Monday, October 1, 2012

Day 2 of Being the Person-The Person I Used to Be



I struggled a bit starting this post.  I didn’t want this to be a negative post about who I used to be.

I think the word “unaware” is the best description.

I was unaware of how my thoughts and actions were impacting who I wanted to be and where I wanted to be.

Instead of being grateful for the blessings in my life, I would complain about the lack of.  How things never seemed to work out.  Folks, it wasn’t that bad.  My perception of life was skewed.
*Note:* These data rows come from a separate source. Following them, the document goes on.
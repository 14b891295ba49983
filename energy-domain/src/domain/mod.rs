pub mod city;
pub mod energy;
pub mod merged;
pub mod weather;
pub mod window;

pub use city::{CityProfile, EnergyRoute};
pub use energy::{EnergyReading, EnergyRecord};
pub use merged::MergedRecord;
pub use weather::WeatherRecord;
pub use window::{DateWindow, WindowError};

/// Serde adapter writing `time::Date` as `YYYY-MM-DD` in every artifact.
pub mod iso_date {
    use serde::{Deserialize, Deserializer, Serializer};
    use time::{format_description::BorrowedFormatItem, macros::format_description, Date};

    pub const FORMAT: &[BorrowedFormatItem<'static>] = format_description!("[year]-[month]-[day]");

    pub fn serialize<S: Serializer>(date: &Date, serializer: S) -> Result<S::Ok, S::Error> {
        let text = date.format(FORMAT).map_err(serde::ser::Error::custom)?;
        serializer.serialize_str(&text)
    }

    pub fn deserialize<'de, D: Deserializer<'de>>(deserializer: D) -> Result<Date, D::Error> {
        let text = String::deserialize(deserializer)?;
        Date::parse(text.trim(), FORMAT).map_err(serde::de::Error::custom)
    }

    pub fn parse(text: &str) -> Option<Date> {
        Date::parse(text.trim(), FORMAT).ok()
    }

    pub fn format(date: Date) -> String {
        // The format has no fallible components for in-range dates.
        date.format(FORMAT).unwrap_or_default()
    }
}
use tracing::level_filters::LevelFilter;
use tracing_subscriber::{filter::Directive, EnvFilter};

const DEFAULT_DIRECTIVE: &str = "energy_ingest=info";

/// Installs the process-wide fmt subscriber. `RUST_LOG` adds to the default
/// `energy_ingest=info` directive.
///
/// Fetch spans (`city`, `source`) are rendered as prefixes, so retry lines
/// carry their context without repeating it in every event.
pub fn init_tracing() {
    let directive: Directive = DEFAULT_DIRECTIVE
        .parse()
        .unwrap_or_else(|_| LevelFilter::INFO.into());
    let filter = EnvFilter::from_default_env().add_directive(directive);

    // A second call (e.g. from a test harness) keeps the first subscriber.
    let _ = tracing_subscriber::fmt()
        .with_env_filter(filter)
        .with_target(false)
        .try_init();
}
use serde::{Deserialize, Serialize};
use time::{Date, Duration};

#[derive(thiserror::Error, Debug, PartialEq, Eq)]
pub enum WindowError {
    #[error("window start {start} is after end {end}")]
    Inverted { start: Date, end: Date },
}

/// Inclusive date range requested from both sources in one run.
#[derive(Debug, Clone, Copy, PartialEq, Eq, Serialize, Deserialize)]
pub struct DateWindow {
    #[serde(with = "crate::domain::iso_date")]
    pub start: Date,
    #[serde(with = "crate::domain::iso_date")]
    pub end: Date,
}

impl DateWindow {
    pub fn new(start: Date, end: Date) -> Result<Self, WindowError> {
        if start > end {
            return Err(WindowError::Inverted { start, end });
        }
        Ok(Self { start, end })
    }

    /// `days` back from `end`, e.g. a 90-day history ending today.
    pub fn ending(end: Date, days: u32) -> Self {
        let start = end
            .checked_sub(Duration::days(i64::from(days)))
            .unwrap_or(Date::MIN);
        Self { start, end }
    }

    pub fn single(day: Date) -> Self {
        Self { start: day, end: day }
    }

    pub fn contains(&self, date: Date) -> bool {
        self.start <= date && date <= self.end
    }

    pub fn days(&self) -> i64 {
        (self.end - self.start).whole_days() + 1
    }
}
Many years ago, I started following a few blogs and got excited about the idea of starting one of my own.  I’m so glad that I didn’t start one at that time.  I’m sure that blog would have been sarcastic and snarky, complaining about my life and those around me, full of negativity.

I was talking to a friend a couple of weeks ago about how fast negativity spreads.  Have you noticed that?  Someone gets on a tangent complaining about their day and suddenly everyone else has something negative to contribute. 

I wish it was that easy to spread kindness or compassion.  Maybe it is.  It should be.

When I think back on that person, I think of all the time wasted.  All of the time I spent complaining and moping, I could have been living a life.  There is regret.

People would try to encourage me, to keep me going, to help me change my perspective.  It never seemed to stick. 

I wasn’t ready to change.

Yet.

The change didn’t happen overnight.  And shadows of my former self still exist.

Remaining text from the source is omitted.